Europe is expected to grow steadily during the forecast period. The JIVE program is expected to increase the number of fuel cell electric buses, which are the primary use for fuel cell systems in both the domestic and international markets. In Germany, several large corporations dominate the automotive fuel cell systems market. For instance, Robert Bosch GmbH declared in March 2021 that it intended to develop automotive fuel cell (FC) system components and make them available for purchase by 2022. The business will create integrated systems that combine crucial fuel cell vehicle (FCV) parts like hydrogen gas injectors, air valves, and the FC stacks currently under development. The nation's market is the biggest in Europe, and it is anticipated that it will continue to dominate internationally and in the region during the forecast period.
Brazil is gradually transitioning to green transportation, primarily through battery electric vehicles, which has resulted in a small market for the nation because it has abundant other fuel types. Additionally, some automakers indicate their interest in using fuel cell technology in the nation, which is a step in the right direction for its commercialization there. Brazil is anticipated to lead this technology in the coming years due to some companies using bioethanol in fuel cells; this will ultimately help the market for fuel cell systems over the forecast period.

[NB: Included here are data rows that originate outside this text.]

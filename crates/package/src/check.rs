//! Checking sidecars at install or audit time

use crate::layout::package_name;
use crate::SidecarLayout;
use otumat_errors::{Error, PackageError};
use otumat_hash::{ObjectId, TreeHasher};
use otumat_signing::{verify, PublicKey};
use std::fs;
use std::path::Path;
use tracing::info;

/// Recompute the package digest and verify it against the shipped sidecars.
/// Returns the verified digest.
///
/// # Errors
/// Returns [`PackageError::MissingSidecar`] if either sidecar is absent, and
/// a verification failure if the package or its signature was altered.
pub fn verify_sidecars(
    package_dir: &Path,
    out_dir: &Path,
    layout: &SidecarLayout,
    hasher: &TreeHasher,
) -> Result<ObjectId, Error> {
    let name = package_name(package_dir)?;
    let paths = layout.paths(out_dir, &name);

    let signature_text = read_sidecar(&paths.signature)?;
    let public_key = PublicKey::from_pem(&read_sidecar(&paths.public_key)?)?;

    let digest = hasher.digest(package_dir)?;
    verify(&public_key, &digest.to_hex(), &signature_text)?;

    info!("{name} verified (digest {digest})");
    Ok(digest)
}

fn read_sidecar(path: &Path) -> Result<String, Error> {
    fs::read_to_string(path).map_err(|e| match e.kind() {
        std::io::ErrorKind::NotFound => PackageError::MissingSidecar {
            path: path.display().to_string(),
        }
        .into(),
        _ => Error::io_with_path(&e, path),
    })
}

Emirates Authority has developed technical regulations for fuel cell vehicles for Standardization and Metrology (ESMA), which is anticipated to fuel the market growth. The UAE is implementing policies to encourage using electric vehicles (EVs), environmentally friendly vehicles, and now hydrogen-powered vehicles. Before drafting the law governing hydrogen-powered vehicles, the regulatory body conducted cylinder testing, examined the storage tanks and metals used, and monitored valve safety. These programs are a part of the Dubai Clean Energy 2050 strategy, which aims to generate 75% of the total power output for the UAE emirate from clean energy sources over the next three decades. Significant businesses are also expressing interest in this nation for hydrogen technology.